Reviewer response for version 2

Abstract

Xylanase breaks xylan down to xylose which is used in industries such as pulp and paper, food, and feed, among others. The utilization of wastes for xylanase production is economical, hence, this work aimed at producing xylanase through solid-state fermentation and characterizing the enzyme. Xylanase-producing strains of Bacillus megaterium and Aspergillus niger GIO were inoculated separately in a 5 and 10 days solid fermentation study on maize straw, rice straw, sawdust, corn cob, sugarcane bagasse, conifer liters, alkaline-pretreated maize straw (APM), and combined-alkaline and biological-pretreated maize straw, respectively. The best substrate was selected for xylanase production. The crude enzyme was extracted from the fermentation medium and xylanase activity was characterized using parameters such as temperature, cations, pH, and surfactants. Among different substrates, the highest xylanase activity of 3.18 U/mL was recorded when Aspergillus niger GIO was grown on APM. The xylanase produced by Aspergillus niger GIO and Bacillus megaterium had their highest activities (3.67 U/mL, 3.36 U/mL) at 40 °C after 30 and 45 minutes of incubation, respectively. Optimum xylanase activities (4.58 and 3.58 U/mL) of Aspergillus niger GIO and Bacillus megaterium, respectively were observed at pH 5.0 and 6.2. All cations used enhanced xylanase activities except magnesium ion.

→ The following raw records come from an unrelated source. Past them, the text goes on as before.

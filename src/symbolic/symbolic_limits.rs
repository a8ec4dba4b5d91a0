//! Limits of an expression as the variable tends to ±∞, and divergence at finite poles.
//!
//! Limits at infinity are propagated bottom-up through the tree with the usual
//! algebra of limits. Indeterminate forms (∞ - ∞, 0 · ∞, ∞ / ∞) are settled by degree
//! comparison when the subexpression is a rational function, and by a numeric probe on
//! a geometric sequence of abscissae otherwise.
use crate::errors::PointFailure;
use crate::symbolic::polynomial::RationalFunction;
use crate::symbolic::symbolic_engine::Expr;
use crate::symbolic::utils::{as_rational, real_powf};
use log::debug;
use std::f64::consts::FRAC_PI_2;
use std::fmt;

/// magnitude from which a probed value counts as blowing up
const DIVERGENCE_CUTOFF: f64 = 1e6;
/// abscissae probed when the algebra of limits is inconclusive
const FAR_PROBES: [f64; 4] = [1e3, 1e6, 1e9, 1e12];
/// distances probed on each side of a finite pole
const NEAR_PROBES: [f64; 4] = [1e-2, 1e-4, 1e-6, 1e-8];

/// The direction of a limit at infinity.
#[derive(Clone, Copy, Debug, PartialEq, Eq)]
pub enum Direction {
    /// x → +∞
    PosInfinity,
    /// x → -∞
    NegInfinity,
}

impl Direction {
    fn sign(&self) -> f64 {
        match self {
            Direction::PosInfinity => 1.0,
            Direction::NegInfinity => -1.0,
        }
    }
}

impl fmt::Display for Direction {
    fn fmt(&self, f: &mut fmt::Formatter) -> fmt::Result {
        match self {
            Direction::PosInfinity => write!(f, "+∞"),
            Direction::NegInfinity => write!(f, "-∞"),
        }
    }
}

/// The result of a limit computation.
#[derive(Clone, Copy, Debug, PartialEq)]
pub enum LimitResult {
    /// A finite limit value.
    Finite(f64),
    /// The limit is +∞.
    PosInfinity,
    /// The limit is -∞.
    NegInfinity,
    /// No limit, but the values stay inside a bounded set (sin x as x → ∞).
    Bounded,
    /// Could not determine the limit.
    Unknown,
}

impl LimitResult {
    pub fn is_infinite(&self) -> bool {
        matches!(self, LimitResult::PosInfinity | LimitResult::NegInfinity)
    }

    fn infinity(sign: f64) -> Self {
        if sign >= 0.0 {
            LimitResult::PosInfinity
        } else {
            LimitResult::NegInfinity
        }
    }

    fn from_value(value: f64) -> Self {
        if value.is_nan() {
            LimitResult::Unknown
        } else if value.is_infinite() {
            Self::infinity(value)
        } else {
            LimitResult::Finite(value)
        }
    }
}

impl fmt::Display for LimitResult {
    fn fmt(&self, f: &mut fmt::Formatter) -> fmt::Result {
        match self {
            LimitResult::Finite(value) => write!(f, "{}", value),
            LimitResult::PosInfinity => write!(f, "+∞"),
            LimitResult::NegInfinity => write!(f, "-∞"),
            LimitResult::Bounded => write!(f, "no limit (bounded oscillation)"),
            LimitResult::Unknown => write!(f, "unknown"),
        }
    }
}

/// lim f(x) as `var` tends to `direction`.
pub fn limit_at_infinity(expr: &Expr, var: &str, direction: Direction) -> LimitResult {
    let structural = structural_limit(expr, var, direction);
    if structural != LimitResult::Unknown {
        return structural;
    }
    let probed = probe_at_infinity(expr, var, direction);
    debug!("lim {} as {} → {}: probed {}", expr, var, direction, probed);
    probed
}

fn structural_limit(expr: &Expr, var: &str, direction: Direction) -> LimitResult {
    use LimitResult::*;
    if !expr.contains_variable(var) {
        return expr.constant_value().map_or(Unknown, Finite);
    }
    let lim = |e: &Expr| structural_limit(e, var, direction);
    let result = match expr {
        Expr::Var(_) => LimitResult::infinity(direction.sign()),
        Expr::Add(lhs, rhs) => add_limits(lim(lhs), lim(rhs)),
        Expr::Sub(lhs, rhs) => add_limits(lim(lhs), negate(lim(rhs))),
        Expr::Mul(lhs, rhs) => mul_limits(lim(lhs), lim(rhs)),
        Expr::Div(lhs, rhs) => div_limits(lim(lhs), lim(rhs)),
        Expr::Pow(base, exp) => match (base.contains_variable(var), exp.constant_value()) {
            (true, Some(c)) => pow_limit(lim(base), c),
            _ => match (base.constant_value(), lim(exp)) {
                (Some(b), Finite(v)) => from_value(real_powf(b, v)),
                (Some(b), PosInfinity) if b > 1.0 => PosInfinity,
                (Some(b), PosInfinity) if b > 0.0 && b < 1.0 => Finite(0.0),
                (Some(b), NegInfinity) if b > 1.0 => Finite(0.0),
                (Some(b), NegInfinity) if b > 0.0 && b < 1.0 => PosInfinity,
                _ => Unknown,
            },
        },
        Expr::Exp(arg) => match lim(arg) {
            Finite(v) => from_value(v.exp()),
            PosInfinity => PosInfinity,
            NegInfinity => Finite(0.0),
            Bounded => Bounded,
            Unknown => Unknown,
        },
        Expr::Ln(arg) => match lim(arg) {
            Finite(v) if v > 0.0 => Finite(v.ln()),
            PosInfinity => PosInfinity,
            _ => Unknown,
        },
        Expr::sin(arg) | Expr::cos(arg) => match lim(arg) {
            Finite(v) => match expr {
                Expr::sin(_) => Finite(v.sin()),
                _ => Finite(v.cos()),
            },
            Unknown => Unknown,
            _ => Bounded,
        },
        Expr::tg(arg) => match lim(arg) {
            Finite(v) if v.cos().abs() > 1e-12 => Finite(v.tan()),
            _ => Unknown,
        },
        Expr::arctg(arg) => match lim(arg) {
            Finite(v) => Finite(v.atan()),
            PosInfinity => Finite(FRAC_PI_2),
            NegInfinity => Finite(-FRAC_PI_2),
            Bounded => Bounded,
            Unknown => Unknown,
        },
        Expr::arcsin(arg) => match lim(arg) {
            Finite(v) if v.abs() <= 1.0 => Finite(v.asin()),
            _ => Unknown,
        },
        Expr::arccos(arg) => match lim(arg) {
            Finite(v) if v.abs() <= 1.0 => Finite(v.acos()),
            _ => Unknown,
        },
        Expr::Abs(arg) => match lim(arg) {
            Finite(v) => Finite(v.abs()),
            PosInfinity | NegInfinity => PosInfinity,
            other => other,
        },
        Expr::Const(_) | Expr::Pi | Expr::E => Unknown,
    };
    if result == Unknown {
        rational_limit(expr, var, direction)
    } else {
        result
    }
}

fn from_value(value: f64) -> LimitResult {
    LimitResult::from_value(value)
}

fn negate(limit: LimitResult) -> LimitResult {
    use LimitResult::*;
    match limit {
        Finite(v) => Finite(-v),
        PosInfinity => NegInfinity,
        NegInfinity => PosInfinity,
        other => other,
    }
}

fn add_limits(a: LimitResult, b: LimitResult) -> LimitResult {
    use LimitResult::*;
    match (a, b) {
        (Finite(x), Finite(y)) => from_value(x + y),
        (PosInfinity, NegInfinity) | (NegInfinity, PosInfinity) => Unknown,
        (Unknown, _) | (_, Unknown) => Unknown,
        (PosInfinity, _) | (_, PosInfinity) => PosInfinity,
        (NegInfinity, _) | (_, NegInfinity) => NegInfinity,
        _ => Bounded,
    }
}

fn mul_limits(a: LimitResult, b: LimitResult) -> LimitResult {
    use LimitResult::*;
    let sign = |l: LimitResult| match l {
        Finite(v) => v.signum(),
        PosInfinity => 1.0,
        NegInfinity => -1.0,
        _ => 0.0,
    };
    match (a, b) {
        (Finite(x), Finite(y)) => from_value(x * y),
        (Unknown, _) | (_, Unknown) => Unknown,
        (Finite(x), Bounded) | (Bounded, Finite(x)) => {
            if x == 0.0 {
                Finite(0.0)
            } else {
                Bounded
            }
        }
        (Bounded, Bounded) => Bounded,
        (Bounded, _) | (_, Bounded) => Unknown,
        (Finite(x), inf) | (inf, Finite(x)) => {
            if x == 0.0 {
                Unknown
            } else {
                LimitResult::infinity(x.signum() * sign(inf))
            }
        }
        (x, y) => LimitResult::infinity(sign(x) * sign(y)),
    }
}

fn div_limits(a: LimitResult, b: LimitResult) -> LimitResult {
    use LimitResult::*;
    match (a, b) {
        (Finite(_), Finite(y)) if y == 0.0 => Unknown,
        (Finite(x), Finite(y)) => from_value(x / y),
        (Finite(_) | Bounded, PosInfinity | NegInfinity) => Finite(0.0),
        (PosInfinity | NegInfinity, Finite(y)) if y != 0.0 => {
            let sign = if a == PosInfinity { 1.0 } else { -1.0 };
            LimitResult::infinity(sign * y.signum())
        }
        (Bounded, Finite(y)) if y != 0.0 => Bounded,
        _ => Unknown,
    }
}

fn pow_limit(base: LimitResult, exponent: f64) -> LimitResult {
    use LimitResult::*;
    match base {
        Finite(b) => {
            if b == 0.0 && exponent < 0.0 {
                Unknown
            } else {
                from_value(real_powf(b, exponent))
            }
        }
        PosInfinity if exponent > 0.0 => PosInfinity,
        PosInfinity | NegInfinity if exponent < 0.0 => Finite(0.0),
        NegInfinity if exponent > 0.0 => match as_rational(exponent) {
            Some((p, q)) if q % 2 == 1 => {
                if p % 2 == 0 {
                    PosInfinity
                } else {
                    NegInfinity
                }
            }
            _ => Unknown,
        },
        Bounded if exponent > 0.0 && exponent.fract() == 0.0 => Bounded,
        _ => Unknown,
    }
}

/// Degree comparison for P(x)/Q(x).
fn rational_limit(expr: &Expr, var: &str, direction: Direction) -> LimitResult {
    let Some(rational) = RationalFunction::from_expr(expr, var) else {
        return LimitResult::Unknown;
    };
    let (num, den) = (&rational.numerator, &rational.denominator);
    if den.is_zero() {
        return LimitResult::Unknown;
    }
    if num.is_zero() {
        return LimitResult::Finite(0.0);
    }
    let ratio = num.leading() / den.leading();
    let (n, d) = (num.degree(), den.degree());
    if n < d {
        LimitResult::Finite(0.0)
    } else if n == d {
        LimitResult::Finite(ratio)
    } else {
        let parity = direction.sign().powi((n - d) as i32);
        LimitResult::infinity(ratio * parity)
    }
}

/// Magnitude of a probed value: overflow is divergence, other failures are missing values.
fn probe_value(result: Result<f64, PointFailure>) -> Option<f64> {
    match result {
        Ok(value) => Some(value),
        Err(PointFailure::Overflow) => Some(f64::INFINITY),
        Err(_) => None,
    }
}

/// Reads divergence off a sequence of values: non-decreasing magnitude that ends past
/// the cutoff (or overflowed), with a constant sign.
fn divergence(values: &[f64]) -> LimitResult {
    let (Some(first), Some(last)) = (values.first(), values.last()) else {
        return LimitResult::Unknown;
    };
    let growing = values.windows(2).all(|w| w[1].abs() >= w[0].abs())
        && (last.is_infinite() || last.abs() > first.abs());
    let same_sign = values.windows(2).all(|w| w[0].signum() == w[1].signum());
    if growing && same_sign && last.abs() > DIVERGENCE_CUTOFF {
        LimitResult::infinity(last.signum())
    } else {
        LimitResult::Unknown
    }
}

fn probe_at_infinity(expr: &Expr, var: &str, direction: Direction) -> LimitResult {
    let Ok(func) = expr.lambdify_checked(var) else {
        return LimitResult::Unknown;
    };
    let values: Option<Vec<f64>> = FAR_PROBES
        .iter()
        .map(|x| probe_value(func(direction.sign() * x)))
        .collect();
    values.map_or(LimitResult::Unknown, |v| divergence(&v))
}

/// One-sided limits at `point`: `(left, right)`.
///
/// Rational functions are decided exactly from the pole order, everything else by
/// probing `point ± h` for shrinking `h`.
pub fn limits_at_point(expr: &Expr, var: &str, point: f64) -> (LimitResult, LimitResult) {
    if let Some(rational) = RationalFunction::from_expr(expr, var) {
        let order = rational.pole_order(point);
        if order > 0 {
            let near = |side: f64| {
                rational.numerator.eval(point + side * 1e-9)
                    / rational.denominator.eval(point + side * 1e-9)
            };
            return (
                LimitResult::infinity(near(-1.0)),
                LimitResult::infinity(near(1.0)),
            );
        }
    }
    let Ok(func) = expr.lambdify_checked(var) else {
        return (LimitResult::Unknown, LimitResult::Unknown);
    };
    let side = |sign: f64| {
        let values: Option<Vec<f64>> = NEAR_PROBES
            .iter()
            .map(|h| probe_value(func(point + sign * h)))
            .collect();
        values.map_or(LimitResult::Unknown, |v| divergence(&v))
    };
    (side(-1.0), side(1.0))
}

#[cfg(test)]
mod tests {
    use super::*;
    use crate::symbolic::parse_expr::parse_expression_func;
    use approx::assert_relative_eq;

    fn at(text: &str, direction: Direction) -> LimitResult {
        limit_at_infinity(&parse_expression_func(text).unwrap(), "x", direction)
    }

    #[test]
    fn test_polynomial_limits() {
        assert_eq!(at("x**2 - 4", Direction::PosInfinity), LimitResult::PosInfinity);
        assert_eq!(at("x**2 - 4", Direction::NegInfinity), LimitResult::PosInfinity);
        assert_eq!(at("x**3", Direction::NegInfinity), LimitResult::NegInfinity);
        assert_eq!(at("x - x**2", Direction::PosInfinity), LimitResult::NegInfinity);
    }

    #[test]
    fn test_rational_limits() {
        assert_eq!(at("1/x", Direction::PosInfinity), LimitResult::Finite(0.0));
        match at("(2x + 1)/(x - 3)", Direction::NegInfinity) {
            LimitResult::Finite(v) => assert_relative_eq!(v, 2.0),
            other => panic!("unexpected limit {:?}", other),
        }
    }

    #[test]
    fn test_transcendental_limits() {
        assert_eq!(at("exp(x)", Direction::PosInfinity), LimitResult::PosInfinity);
        assert_eq!(at("exp(x)", Direction::NegInfinity), LimitResult::Finite(0.0));
        assert_eq!(at("sin(x)", Direction::PosInfinity), LimitResult::Bounded);
        assert_eq!(at("ln(x)", Direction::PosInfinity), LimitResult::PosInfinity);
        assert_eq!(at("sqrt(x)", Direction::PosInfinity), LimitResult::PosInfinity);
        match at("arctan(x)", Direction::PosInfinity) {
            LimitResult::Finite(v) => assert_relative_eq!(v, FRAC_PI_2),
            other => panic!("unexpected limit {:?}", other),
        }
    }

    #[test]
    fn test_indeterminate_probe() {
        assert_eq!(at("exp(x) - x**2", Direction::PosInfinity), LimitResult::PosInfinity);
    }

    #[test]
    fn test_poles() {
        let inv = parse_expression_func("1/x").unwrap();
        assert_eq!(
            limits_at_point(&inv, "x", 0.0),
            (LimitResult::NegInfinity, LimitResult::PosInfinity)
        );
        let removable = parse_expression_func("(x**2 - 1)/(x - 1)").unwrap();
        let (left, right) = limits_at_point(&removable, "x", 1.0);
        assert!(!left.is_infinite() && !right.is_infinite());
        let log_pole = parse_expression_func("1/ln(x)").unwrap();
        let (left, right) = limits_at_point(&log_pole, "x", 1.0);
        assert!(left.is_infinite() || right.is_infinite());
    }
}
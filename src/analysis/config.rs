//! Numeric knobs of the analyses, with the documented defaults and loading from a
//! settings document (see [`crate::Utils::settings_parser`]).
use crate::Utils::settings_parser::{Value, parse_document};
use crate::errors::ConfigError;
use crate::numerical::bisection::RootFindingConfig;
use crate::numerical::sampling::{MAX_GRID_POINTS, grid_len};
use log::info;
use std::path::Path;

/// Sampling fallback of the range estimator.
#[derive(Debug, Clone, PartialEq)]
pub struct RangeSettings {
    pub window: (f64, f64),
    pub step: f64,
    /// samples with |y| at or above this are treated as near-asymptote blow-ups
    pub cutoff: f64,
}

impl Default for RangeSettings {
    fn default() -> Self {
        Self {
            window: (-10.0, 10.0),
            step: 0.1,
            cutoff: 1e6,
        }
    }
}

/// Exact and numeric x-intercept search.
#[derive(Debug, Clone, PartialEq)]
pub struct RootSettings {
    pub window: (f64, f64),
    pub step: f64,
    pub tolerance: f64,
    pub max_iterations: usize,
    /// numeric roots closer than this are one root
    pub dedup_threshold: f64,
    pub max_roots: usize,
    /// decimals kept for exact roots
    pub digits: u32,
    pub max_exact_roots: usize,
    pub verbose: bool,
}

impl Default for RootSettings {
    fn default() -> Self {
        Self {
            window: (-10.0, 10.0),
            step: 0.1,
            tolerance: 1e-6,
            max_iterations: 50,
            dedup_threshold: 1e-3,
            max_roots: 10,
            digits: 5,
            max_exact_roots: 10,
            verbose: false,
        }
    }
}

impl RootSettings {
    pub fn bisection_config(&self) -> RootFindingConfig {
        RootFindingConfig {
            tolerance: self.tolerance,
            max_iterations: self.max_iterations,
            verbose: self.verbose,
        }
    }
}

/// Curve samples handed to a plotting consumer.
#[derive(Debug, Clone, PartialEq)]
pub struct SampleSettings {
    pub window: (f64, f64),
    pub step: f64,
    /// integer abscissae of the value table
    pub grid: (i64, i64),
}

impl Default for SampleSettings {
    fn default() -> Self {
        Self {
            window: (-10.0, 10.0),
            step: 0.05,
            grid: (-10, 10),
        }
    }
}

/// Presentation limits of the text report.
#[derive(Debug, Clone, PartialEq)]
pub struct ReportSettings {
    /// x-intercepts printed in the report
    pub max_listed_roots: usize,
}

impl Default for ReportSettings {
    fn default() -> Self {
        Self { max_listed_roots: 5 }
    }
}

/// Every setting of one analysis run.
#[derive(Debug, Clone, PartialEq, Default)]
pub struct AnalysisConfig {
    pub range: RangeSettings,
    pub roots: RootSettings,
    pub samples: SampleSettings,
    pub report: ReportSettings,
}

impl AnalysisConfig {
    /// Defaults overridden by the keys present in `text`.
    pub fn from_document(text: &str) -> Result<Self, ConfigError> {
        let document = parse_document(text)?;
        let mut config = Self::default();
        for (section, entries) in &document {
            for (key, values) in entries {
                let field = Field {
                    section,
                    key,
                    values,
                };
                match section.as_str() {
                    "range" => config.range.apply(&field)?,
                    "roots" => config.roots.apply(&field)?,
                    "samples" => config.samples.apply(&field)?,
                    "report" => config.report.apply(&field)?,
                    _ => return Err(ConfigError::UnknownSection(section.clone())),
                }
            }
        }
        config.validate()?;
        Ok(config)
    }

    pub fn from_file<P: AsRef<Path>>(path: P) -> Result<Self, ConfigError> {
        let text = std::fs::read_to_string(path.as_ref())?;
        let config = Self::from_document(&text)?;
        info!("settings loaded from {}", path.as_ref().display());
        Ok(config)
    }

    fn validate(&self) -> Result<(), ConfigError> {
        let checks = [
            ("range", "window", self.range.window.0 < self.range.window.1),
            ("range", "step", self.range.step > 0.0),
            ("range", "cutoff", self.range.cutoff > 0.0),
            ("roots", "window", self.roots.window.0 < self.roots.window.1),
            ("roots", "step", self.roots.step > 0.0),
            ("roots", "tolerance", self.roots.tolerance > 0.0),
            ("samples", "window", self.samples.window.0 < self.samples.window.1),
            ("samples", "step", self.samples.step > 0.0),
            ("samples", "grid", self.samples.grid.0 <= self.samples.grid.1),
        ];
        if let Some((section, key, _)) = checks.iter().find(|(_, _, ok)| !ok) {
            return Err(bad_value(
                section,
                key,
                "must be positive (windows: lower end below upper end)",
            ));
        }

        let grid_span = i128::from(self.samples.grid.1) - i128::from(self.samples.grid.0) + 1;
        let sizes = [
            ("range", grid_len(self.range.window, self.range.step).is_some()),
            ("roots", grid_len(self.roots.window, self.roots.step).is_some()),
            ("samples", grid_len(self.samples.window, self.samples.step).is_some()),
        ];
        if let Some((section, _)) = sizes.iter().find(|(_, ok)| !ok) {
            return Err(bad_value(
                section,
                "step",
                &format!(
                    "window / step must be finite and give at most {} points",
                    MAX_GRID_POINTS
                ),
            ));
        }
        if grid_span > MAX_GRID_POINTS as i128 {
            return Err(bad_value(
                "samples",
                "grid",
                &format!("at most {} integers", MAX_GRID_POINTS),
            ));
        }
        Ok(())
    }
}

fn bad_value(section: &str, key: &str, reason: &str) -> ConfigError {
    ConfigError::BadValue {
        section: section.to_string(),
        key: key.to_string(),
        reason: reason.to_string(),
    }
}

/// One `key: values` entry of a settings section.
struct Field<'a> {
    section: &'a str,
    key: &'a str,
    values: &'a [Value],
}

impl Field<'_> {
    fn bad(&self, reason: &str) -> ConfigError {
        bad_value(self.section, self.key, reason)
    }

    fn unknown(&self) -> ConfigError {
        ConfigError::UnknownKey {
            section: self.section.to_string(),
            key: self.key.to_string(),
        }
    }

    fn float(&self) -> Result<f64, ConfigError> {
        match self.values {
            [value] => value.as_float().ok_or_else(|| self.bad("expected a number")),
            _ => Err(self.bad("expected exactly one value")),
        }
    }

    fn count(&self) -> Result<usize, ConfigError> {
        match self.values {
            [value] => value
                .as_integer()
                .and_then(|i| usize::try_from(i).ok())
                .ok_or_else(|| self.bad("expected a non-negative integer")),
            _ => Err(self.bad("expected exactly one value")),
        }
    }

    fn flag(&self) -> Result<bool, ConfigError> {
        match self.values {
            [value] => value.as_boolean().ok_or_else(|| self.bad("expected true or false")),
            _ => Err(self.bad("expected exactly one value")),
        }
    }

    fn window(&self) -> Result<(f64, f64), ConfigError> {
        match self.values {
            [lo, hi] => match (lo.as_float(), hi.as_float()) {
                (Some(lo), Some(hi)) => Ok((lo, hi)),
                _ => Err(self.bad("expected two numbers")),
            },
            _ => Err(self.bad("expected two values: lower, upper")),
        }
    }

    fn integer_window(&self) -> Result<(i64, i64), ConfigError> {
        match self.values {
            [lo, hi] => match (lo.as_integer(), hi.as_integer()) {
                (Some(lo), Some(hi)) => Ok((lo, hi)),
                _ => Err(self.bad("expected two integers")),
            },
            _ => Err(self.bad("expected two values: lower, upper")),
        }
    }
}

trait ApplyField {
    fn apply(&mut self, field: &Field) -> Result<(), ConfigError>;
}

impl ApplyField for RangeSettings {
    fn apply(&mut self, field: &Field) -> Result<(), ConfigError> {
        match field.key {
            "window" => self.window = field.window()?,
            "step" => self.step = field.float()?,
            "cutoff" => self.cutoff = field.float()?,
            _ => return Err(field.unknown()),
        }
        Ok(())
    }
}

impl ApplyField for RootSettings {
    fn apply(&mut self, field: &Field) -> Result<(), ConfigError> {
        match field.key {
            "window" => self.window = field.window()?,
            "step" => self.step = field.float()?,
            "tolerance" => self.tolerance = field.float()?,
            "max_iterations" => self.max_iterations = field.count()?,
            "dedup" => self.dedup_threshold = field.float()?,
            "max_roots" => self.max_roots = field.count()?,
            "digits" => {
                self.digits = u32::try_from(field.count()?).map_err(|_| field.bad("too large"))?
            }
            "max_exact_roots" => self.max_exact_roots = field.count()?,
            "verbose" => self.verbose = field.flag()?,
            _ => return Err(field.unknown()),
        }
        Ok(())
    }
}

impl ApplyField for SampleSettings {
    fn apply(&mut self, field: &Field) -> Result<(), ConfigError> {
        match field.key {
            "window" => self.window = field.window()?,
            "step" => self.step = field.float()?,
            "grid" => self.grid = field.integer_window()?,
            _ => return Err(field.unknown()),
        }
        Ok(())
    }
}

impl ApplyField for ReportSettings {
    fn apply(&mut self, field: &Field) -> Result<(), ConfigError> {
        match field.key {
            "max_listed_roots" => self.max_listed_roots = field.count()?,
            _ => return Err(field.unknown()),
        }
        Ok(())
    }
}

#[cfg(test)]
mod tests {
    use super::*;
    use std::io::Write;

    #[test]
    fn test_defaults() {
        let config = AnalysisConfig::default();
        assert_eq!(config.range.window, (-10.0, 10.0));
        assert_eq!(config.range.step, 0.1);
        assert_eq!(config.roots.dedup_threshold, 1e-3);
        assert_eq!(config.roots.max_roots, 10);
        assert_eq!(config.roots.bisection_config().max_iterations, 50);
        assert_eq!(config.report.max_listed_roots, 5);
    }

    #[test]
    fn test_document_overrides_only_given_keys() {
        let config =
            AnalysisConfig::from_document("range window: -20, 20 step: 0.05\nroots max_roots: 5")
                .unwrap();
        assert_eq!(config.range.window, (-20.0, 20.0));
        assert_eq!(config.range.step, 0.05);
        assert_eq!(config.range.cutoff, 1e6);
        assert_eq!(config.roots.max_roots, 5);
        assert_eq!(config.roots.tolerance, 1e-6);
    }

    #[test]
    fn test_document_errors() {
        assert!(matches!(
            AnalysisConfig::from_document("plot color: red"),
            Err(ConfigError::UnknownSection(s)) if s == "plot"
        ));
        assert!(matches!(
            AnalysisConfig::from_document("range colour: 1"),
            Err(ConfigError::UnknownKey { .. })
        ));
        assert!(matches!(
            AnalysisConfig::from_document("range window: 1"),
            Err(ConfigError::BadValue { .. })
        ));
        assert!(matches!(
            AnalysisConfig::from_document("roots step: -0.1"),
            Err(ConfigError::BadValue { .. })
        ));
        assert!(matches!(
            AnalysisConfig::from_document("samples grid: 3, -3"),
            Err(ConfigError::BadValue { .. })
        ));
    }

    #[test]
    fn test_windows_too_fine_to_sample() {
        for document in [
            "roots step: 1e-300",
            "range window: -1e300, 1e300",
            "samples window: 0, 1 step: 1e-7",
            "samples grid: -9000000000, 9000000000",
        ] {
            assert!(
                matches!(
                    AnalysisConfig::from_document(document),
                    Err(ConfigError::BadValue { .. })
                ),
                "{}",
                document
            );
        }
        match AnalysisConfig::from_document("roots step: 1e-300") {
            Err(ConfigError::BadValue { section, key, .. }) => {
                assert_eq!((section.as_str(), key.as_str()), ("roots", "step"))
            }
            other => panic!("unexpected {:?}", other),
        }
        let fine = AnalysisConfig::from_document("samples window: 0, 1 step: 1e-5").unwrap();
        assert_eq!(fine.samples.step, 1e-5);
    }

    #[test]
    fn test_from_file() {
        let mut file = tempfile::NamedTempFile::new().unwrap();
        writeln!(file, "# custom precision").unwrap();
        writeln!(file, "roots").unwrap();
        writeln!(file, "  tolerance: 1e-9").unwrap();
        writeln!(file, "  verbose: true").unwrap();
        writeln!(file, "samples grid: -3, 3").unwrap();
        let config = AnalysisConfig::from_file(file.path()).unwrap();
        assert_eq!(config.roots.tolerance, 1e-9);
        assert!(config.roots.verbose);
        assert_eq!(config.samples.grid, (-3, 3));

        let missing = AnalysisConfig::from_file("/definitely/not/here.txt");
        assert!(matches!(missing, Err(ConfigError::Io(_))));
    }
}
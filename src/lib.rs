// Copyright (c)  by Gleb E. Zaslavkiy
//MIT License
#![allow(non_camel_case_types)]
#![allow(non_snake_case)]
//! # RustedFuncAnalysis
//! Analysis of real functions of one variable given as text: normalization into an
//! expression tree, natural domain with justification, range, axis intersections,
//! value at a point with a derivation trail, and plot samples.
//! ```
//! use RustedFuncAnalysis::{AnalysisConfig, analyze};
//! let report = analyze("1/x", &AnalysisConfig::default()).unwrap();
//! assert!(report.intersections.x_roots.is_empty());
//! println!("{}", report);
//! ```
pub mod Examples;
pub mod Utils;
pub mod analysis;
pub mod errors;
pub mod numerical;
pub mod symbolic;

pub use analysis::config::AnalysisConfig;
pub use analysis::domain::{DomainResult, analyze_domain};
pub use analysis::intersections::{Intersections, find_intersections};
pub use analysis::point_eval::{PointEvaluation, evaluate_at};
pub use analysis::range::{RangeResult, estimate_range};
pub use analysis::report::{FunctionReport, analyze, analyze_parallel};
pub use errors::{AnalysisError, CompileError, ConfigError, ParseError, PointFailure};
pub use numerical::sampling::sample;
pub use symbolic::expression::Expression;
pub use symbolic::parse_expr::normalize;
pub use symbolic::symbolic_lambdify::compile;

Sodium dodecyl sulfate supported the highest xylanase activity of 6.13 and 6.90 U/mL for Aspergillus niger GIO and Bacillus megaterium, respectively. High yields of xylanase were obtained from Aspergillus niger GIO and Bacillus megaterium cultivated on alkaline pretreated maize straw.  The xylanase activities were affected by pH, temperature, surfactants, and cations.